As I was waiting for meetings to start, I had a chat with Dale Farm resident, John, who was showing off his boxing gloves and looking for bugs with his friends (John, John and Tommy) outside one of the industrial buildings from the old scrapyard. The building remains standing directly next to the small plot he lives on with his parents and sister. Of course, we didn’t talk about the eviction. Breeda, the mother of one of the boys, said “the young kids aren’t able to understand what’s happening and it won’t set in until the bulldozers come in, they are forced onto the road and they can’t go to the school they love anymore.” So we talked about the different kinds of bugs and worms they had managed to catch that day.

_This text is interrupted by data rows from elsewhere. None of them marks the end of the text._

//! CIDR consolidation
//!
//! Collapses a set of host addresses of one family into the fewest CIDR
//! blocks whose union is exactly that set. Blocks never cover an address
//! that was not in the input, so `.1 .2 .3` becomes `.1/32` and `.2/31`,
//! not `.0/30`.

use std::net::{IpAddr, Ipv4Addr, Ipv6Addr};

use ipnet::{IpNet, Ipv4Net, Ipv6Net};
use tracing::{info, warn};

use crate::error::{Error, Result};
use crate::family::AddressFamily;

/// Consolidate address strings of one family into CIDR blocks
///
/// Strings that do not parse as an address of `family` are logged and
/// skipped. The result is sorted and independent of input order and
/// duplicates.
///
/// # Errors
///
/// - [`Error::InvalidInput`] if no input string parses
pub fn consolidate(addresses: &[String], family: AddressFamily) -> Result<Vec<IpNet>> {
    info!("Consolidating {} {} addresses", addresses.len(), family);

    let blocks = match family {
        AddressFamily::V4 => {
            let hosts: Vec<Ipv4Net> = parse_hosts::<Ipv4Addr>(addresses, family)
                .into_iter()
                .map(Ipv4Net::from)
                .collect();
            if hosts.is_empty() {
                return Err(no_valid_addresses(addresses.len(), family));
            }
            Ipv4Net::aggregate(&hosts).into_iter().map(IpNet::V4).collect::<Vec<_>>()
        }
        AddressFamily::V6 => {
            let hosts: Vec<Ipv6Net> = parse_hosts::<Ipv6Addr>(addresses, family)
                .into_iter()
                .map(Ipv6Net::from)
                .collect();
            if hosts.is_empty() {
                return Err(no_valid_addresses(addresses.len(), family));
            }
            Ipv6Net::aggregate(&hosts).into_iter().map(IpNet::V6).collect::<Vec<_>>()
        }
    };

    info!(
        "Consolidated {} {} addresses into {} CIDR blocks",
        addresses.len(),
        family,
        blocks.len()
    );
    if blocks.len() < addresses.len() {
        info!(
            "Consolidation saved {} prefix list entries",
            addresses.len() - blocks.len()
        );
    }

    Ok(blocks)
}

/// Consolidate and render blocks in canonical `network/len` notation
pub fn consolidate_to_strings(addresses: &[String], family: AddressFamily) -> Result<Vec<String>> {
    Ok(consolidate(addresses, family)?
        .iter()
        .map(ToString::to_string)
        .collect())
}

/// Number of host addresses covered by a set of blocks
///
/// Saturates at `u128::MAX` for `::/0`.
pub fn host_count(blocks: &[IpNet]) -> u128 {
    blocks
        .iter()
        .map(|net| {
            let shift = u32::from(net.max_prefix_len() - net.prefix_len());
            1u128.checked_shl(shift).unwrap_or(u128::MAX)
        })
        .fold(0u128, |acc, n| acc.saturating_add(n))
}

fn parse_hosts<A>(addresses: &[String], family: AddressFamily) -> Vec<A>
where
    A: std::str::FromStr,
{
    addresses
        .iter()
        .filter_map(|raw| match raw.trim().parse::<A>() {
            Ok(addr) => Some(addr),
            Err(_) => {
                warn!("Failed to parse {} address: {}", family, raw);
                None
            }
        })
        .collect()
}

fn no_valid_addresses(count: usize, family: AddressFamily) -> Error {
    Error::invalid_input(format!(
        "None of the {} supplied {} addresses could be parsed",
        count, family
    ))
}

/// Whether `ip` is covered by any of `blocks`
pub fn covers(blocks: &[IpNet], ip: IpAddr) -> bool {
    blocks.iter().any(|net| net.contains(&ip))
}

#[cfg(test)]
mod tests {
    use super::*;

    fn strings(values: &[&str]) -> Vec<String> {
        values.iter().map(|s| s.to_string()).collect()
    }

    #[test]
    fn test_contiguous_addresses_use_exact_coverage() {
        let input = strings(&["203.0.113.1", "203.0.113.2", "203.0.113.3"]);
        let blocks = consolidate_to_strings(&input, AddressFamily::V4).unwrap();
        assert_eq!(blocks, vec!["203.0.113.1/32", "203.0.113.2/31"]);
    }

    #[test]
    fn test_full_aligned_range_collapses() {
        let input = strings(&["10.0.0.0", "10.0.0.1", "10.0.0.2", "10.0.0.3"]);
        let blocks = consolidate_to_strings(&input, AddressFamily::V4).unwrap();
        assert_eq!(blocks, vec!["10.0.0.0/30"]);
    }

    #[test]
    fn test_single_address_gets_host_prefix() {
        let v4 = consolidate_to_strings(&strings(&["198.51.100.9"]), AddressFamily::V4).unwrap();
        assert_eq!(v4, vec!["198.51.100.9/32"]);

        let v6 = consolidate_to_strings(&strings(&["2001:db8::9"]), AddressFamily::V6).unwrap();
        assert_eq!(v6, vec!["2001:db8::9/128"]);
    }

    #[test]
    fn test_ipv6_pair_merges() {
        let input = strings(&["2001:db8::", "2001:db8::1"]);
        let blocks = consolidate_to_strings(&input, AddressFamily::V6).unwrap();
        assert_eq!(blocks, vec!["2001:db8::/127"]);
    }

    #[test]
    fn test_parse_failures_are_skipped() {
        let input = strings(&["bogus", "192.0.2.1", "2001:db8::1"]);
        let blocks = consolidate_to_strings(&input, AddressFamily::V4).unwrap();
        assert_eq!(blocks, vec!["192.0.2.1/32"]);
    }

    #[test]
    fn test_no_parseable_address_is_an_error() {
        let input = strings(&["bogus"]);
        assert!(matches!(
            consolidate(&input, AddressFamily::V4),
            Err(Error::InvalidInput(_))
        ));
        assert!(consolidate(&[], AddressFamily::V6).is_err());
    }

    #[test]
    fn test_host_count() {
        let blocks: Vec<IpNet> = vec!["10.0.0.0/30".parse().unwrap(), "10.0.1.1/32".parse().unwrap()];
        assert_eq!(host_count(&blocks), 5);
        assert_eq!(host_count(&["::/0".parse().unwrap()]), u128::MAX);
    }
}

#[cfg(test)]
mod proptests {
    use super::*;
    use ipnet::Ipv4AddrRange;
    use proptest::prelude::*;
    use std::collections::BTreeSet;

    /// Addresses clustered in a /24 so that merges actually happen
    fn clustered_v4() -> impl Strategy<Value = Vec<Ipv4Addr>> {
        prop::collection::vec(0u8..=255, 1..64)
            .prop_map(|octets| octets.into_iter().map(|d| Ipv4Addr::new(192, 0, 2, d)).collect())
    }

    fn clustered_v6() -> impl Strategy<Value = Vec<Ipv6Addr>> {
        prop::collection::vec(0u16..=63, 1..48).prop_map(|tails| {
            tails
                .into_iter()
                .map(|t| Ipv6Addr::new(0x2001, 0xdb8, 0, 0, 0, 0, 0, t))
                .collect()
        })
    }

    proptest! {
        /// The union of blocks equals the input set, host for host
        #[test]
        fn prop_exact_coverage_v4(addrs in clustered_v4()) {
            let input: Vec<String> = addrs.iter().map(ToString::to_string).collect();
            let blocks = consolidate(&input, AddressFamily::V4).unwrap();

            let expected: BTreeSet<Ipv4Addr> = addrs.iter().copied().collect();
            let covered: BTreeSet<Ipv4Addr> = blocks
                .iter()
                .flat_map(|net| match net {
                    IpNet::V4(v4) => Ipv4AddrRange::new(v4.network(), v4.broadcast()),
                    IpNet::V6(_) => unreachable!(),
                })
                .collect();

            prop_assert_eq!(covered, expected.clone());
            prop_assert!(blocks.len() <= expected.len());
        }

        #[test]
        fn prop_exact_coverage_v6(addrs in clustered_v6()) {
            let input: Vec<String> = addrs.iter().map(ToString::to_string).collect();
            let blocks = consolidate(&input, AddressFamily::V6).unwrap();

            let expected: BTreeSet<Ipv6Addr> = addrs.iter().copied().collect();
            prop_assert_eq!(host_count(&blocks), expected.len() as u128);
            for addr in &expected {
                prop_assert!(covers(&blocks, IpAddr::V6(*addr)));
            }
        }

        /// Order and duplicates do not change the output
        #[test]
        fn prop_order_and_duplicate_invariant(addrs in clustered_v4(), seed in any::<u64>()) {
            let input: Vec<String> = addrs.iter().map(ToString::to_string).collect();

            let mut shuffled = input.clone();
            shuffled.extend(input.iter().take(5).cloned());
            let len = shuffled.len();
            shuffled.rotate_left((seed as usize) % len);
            shuffled.reverse();

            prop_assert_eq!(
                consolidate(&input, AddressFamily::V4).unwrap(),
                consolidate(&shuffled, AddressFamily::V4).unwrap()
            );
        }

        /// No two output blocks overlap
        #[test]
        fn prop_blocks_disjoint(addrs in clustered_v4()) {
            let input: Vec<String> = addrs.iter().map(ToString::to_string).collect();
            let blocks = consolidate(&input, AddressFamily::V4).unwrap();
            for (i, a) in blocks.iter().enumerate() {
                for b in blocks.iter().skip(i + 1) {
                    prop_assert!(!a.contains(b) && !b.contains(a));
                }
            }
        }
    }
}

For me, the abandoned building they were playing in front of serves as an important reminder that this site was not a green field that was occupied and turned into concrete by the Travellers. The site was an old car breakers’ yard (at the end of a legal Traveller site), deep in concrete and in a bad condition when residents bought the land and moved onto it. As soon as you visit Dale Farm and have a look around, it becomes clear that this eviction can’t really be about the preservation of green belt. (See former AP fellow, James Dasinger’s account of what he deems “The Greenbelt Myth“.)
So, what is this eviction about? And why is the UK Government endorsing this extortionately expensive campaign by Basildon Council, which will make an entire group homeless and will offer no short- or long-term solution for the Travellers or for local settled people. Surely, John and the rest of the Dale Farm residents deserve an answer to these straight-forward questions.